(Stored data)
Content starts

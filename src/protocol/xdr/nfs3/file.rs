//! Argument and result structures for the file data procedures: READ,
//! WRITE and COMMIT (RFC 1813 sections 3.3.6, 3.3.7, 3.3.21), plus LINK.

#![allow(dead_code)]
#![allow(non_camel_case_types)]

use std::io::{Read, Write};

use num_derive::{FromPrimitive, ToPrimitive};

use super::*;

/// READ arguments: handle, starting offset, byte count.
#[derive(Clone, Debug, Default)]
pub struct READ3args {
    pub file: nfs_fh3,
    pub offset: offset3,
    pub count: count3,
}
DeserializeStruct!(READ3args, file, offset, count);
SerializeStruct!(READ3args, file, offset, count);

/// Successful READ result. `count` is the bytes actually returned, which
/// is short of the request when `eof` is reached.
#[derive(Clone, Debug, Default)]
pub struct READ3resok {
    pub file_attributes: post_op_attr,
    pub count: count3,
    pub eof: bool,
    pub data: Vec<u8>,
}
DeserializeStruct!(READ3resok, file_attributes, count, eof, data);
SerializeStruct!(READ3resok, file_attributes, count, eof, data);

/// Requested durability of a WRITE.
#[derive(Copy, Clone, Debug, Default, PartialEq, Eq, FromPrimitive, ToPrimitive)]
#[repr(u32)]
pub enum stable_how {
    /// Server may buffer; client must COMMIT later.
    #[default]
    UNSTABLE = 0,
    /// This request's data reaches stable storage before the reply.
    DATA_SYNC = 1,
    /// Data and metadata reach stable storage before the reply.
    FILE_SYNC = 2,
}
impl SerializeEnum for stable_how {}
impl DeserializeEnum for stable_how {}

/// WRITE arguments. `count` must match `data.len()`; a disagreement is
/// answered as garbage arguments.
#[derive(Clone, Debug, Default)]
pub struct WRITE3args {
    pub file: nfs_fh3,
    pub offset: offset3,
    pub count: count3,
    pub stable: u32,
    pub data: Vec<u8>,
}
DeserializeStruct!(WRITE3args, file, offset, count, stable, data);
SerializeStruct!(WRITE3args, file, offset, count, stable, data);

/// Successful WRITE result. `count` is the bytes actually committed and
/// may be less than requested.
#[derive(Clone, Debug, Default)]
pub struct WRITE3resok {
    pub file_wcc: wcc_data,
    pub count: count3,
    pub committed: stable_how,
    pub verf: writeverf3,
}
DeserializeStruct!(WRITE3resok, file_wcc, count, committed, verf);
SerializeStruct!(WRITE3resok, file_wcc, count, committed, verf);

/// COMMIT arguments: flush the byte range to stable storage.
#[derive(Clone, Debug, Default)]
pub struct COMMIT3args {
    pub file: nfs_fh3,
    pub offset: offset3,
    pub count: count3,
}
DeserializeStruct!(COMMIT3args, file, offset, count);
SerializeStruct!(COMMIT3args, file, offset, count);

/// Successful COMMIT result.
#[derive(Clone, Debug, Default)]
pub struct COMMIT3resok {
    pub file_wcc: wcc_data,
    pub verf: writeverf3,
}
DeserializeStruct!(COMMIT3resok, file_wcc, verf);
SerializeStruct!(COMMIT3resok, file_wcc, verf);

/// LINK arguments: existing file plus the directory/name of the new link.
#[derive(Clone, Debug, Default)]
pub struct LINK3args {
    pub file: nfs_fh3,
    pub link: diropargs3,
}
DeserializeStruct!(LINK3args, file, link);
SerializeStruct!(LINK3args, file, link);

Content ends

• **WHAT IS BEING ASKED**
Repeat the records verbatim, every one of them.

• **ANSWER SECTION**
filename src/protocol/xdr/nfs3/file.rs
//! Argument and result structures for the file data procedures: READ,
//! WRITE and COMMIT (RFC 1813 sections 3.3.6, 3.3.7, 3.3.21), plus LINK.

#![allow(dead_code)]
#![allow(non_camel_case_types)]

use std::io::{Read, Write};

use num_derive::{FromPrimitive, ToPrimitive};

use super::*;

/// READ arguments: handle, starting offset, byte count.
#[derive(Clone, Debug, Default)]
pub struct READ3args {
    pub file: nfs_fh3,
    pub offset: offset3,
    pub count: count3,
}
DeserializeStruct!(READ3args, file, offset, count);
SerializeStruct!(READ3args, file, offset, count);

/// Successful READ result. `count` is the bytes actually returned, which
/// is short of the request when `eof` is reached.
#[derive(Clone, Debug, Default)]
pub struct READ3resok {
    pub file_attributes: post_op_attr,
    pub count: count3,
    pub eof: bool,
    pub data: Vec<u8>,
}
DeserializeStruct!(READ3resok, file_attributes, count, eof, data);
SerializeStruct!(READ3resok, file_attributes, count, eof, data);

/// Requested durability of a WRITE.
#[derive(Copy, Clone, Debug, Default, PartialEq, Eq, FromPrimitive, ToPrimitive)]
#[repr(u32)]
pub enum stable_how {
    /// Server may buffer; client must COMMIT later.
    #[default]
    UNSTABLE = 0,
    /// This request's data reaches stable storage before the reply.
    DATA_SYNC = 1,
    /// Data and metadata reach stable storage before the reply.
    FILE_SYNC = 2,
}
impl SerializeEnum for stable_how {}
impl DeserializeEnum for stable_how {}

/// WRITE arguments. `count` must match `data.len()`; a disagreement is
/// answered as garbage arguments.
#[derive(Clone, Debug, Default)]
pub struct WRITE3args {
    pub file: nfs_fh3,
    pub offset: offset3,
    pub count: count3,
    pub stable: u32,
    pub data: Vec<u8>,
}
DeserializeStruct!(WRITE3args, file, offset, count, stable, data);
SerializeStruct!(WRITE3args, file, offset, count, stable, data);

/// Successful WRITE result. `count` is the bytes actually committed and
/// may be less than requested.
#[derive(Clone, Debug, Default)]
pub struct WRITE3resok {
    pub file_wcc: wcc_data,
    pub count: count3,
    pub committed: stable_how,
    pub verf: writeverf3,
}
DeserializeStruct!(WRITE3resok, file_wcc, count, committed, verf);
SerializeStruct!(WRITE3resok, file_wcc, count, committed, verf);

/// COMMIT arguments: flush the byte range to stable storage.
#[derive(Clone, Debug, Default)]
pub struct COMMIT3args {
    pub file: nfs_fh3,
    pub offset: offset3,
    pub count: count3,
}
DeserializeStruct!(COMMIT3args, file, offset, count);
SerializeStruct!(COMMIT3args, file, offset, count);

/// Successful COMMIT result.
#[derive(Clone, Debug, Default)]
pub struct COMMIT3resok {
    pub file_wcc: wcc_data,
    pub verf: writeverf3,
}
DeserializeStruct!(COMMIT3resok, file_wcc, verf);
SerializeStruct!(COMMIT3resok, file_wcc, verf);

/// LINK arguments: existing file plus the directory/name of the new link.
#[derive(Clone, Debug, Default)]
pub struct LINK3args {
    pub file: nfs_fh3,
    pub link: diropargs3,
}
DeserializeStruct!(LINK3args, file, link);
SerializeStruct!(LINK3args, file, link);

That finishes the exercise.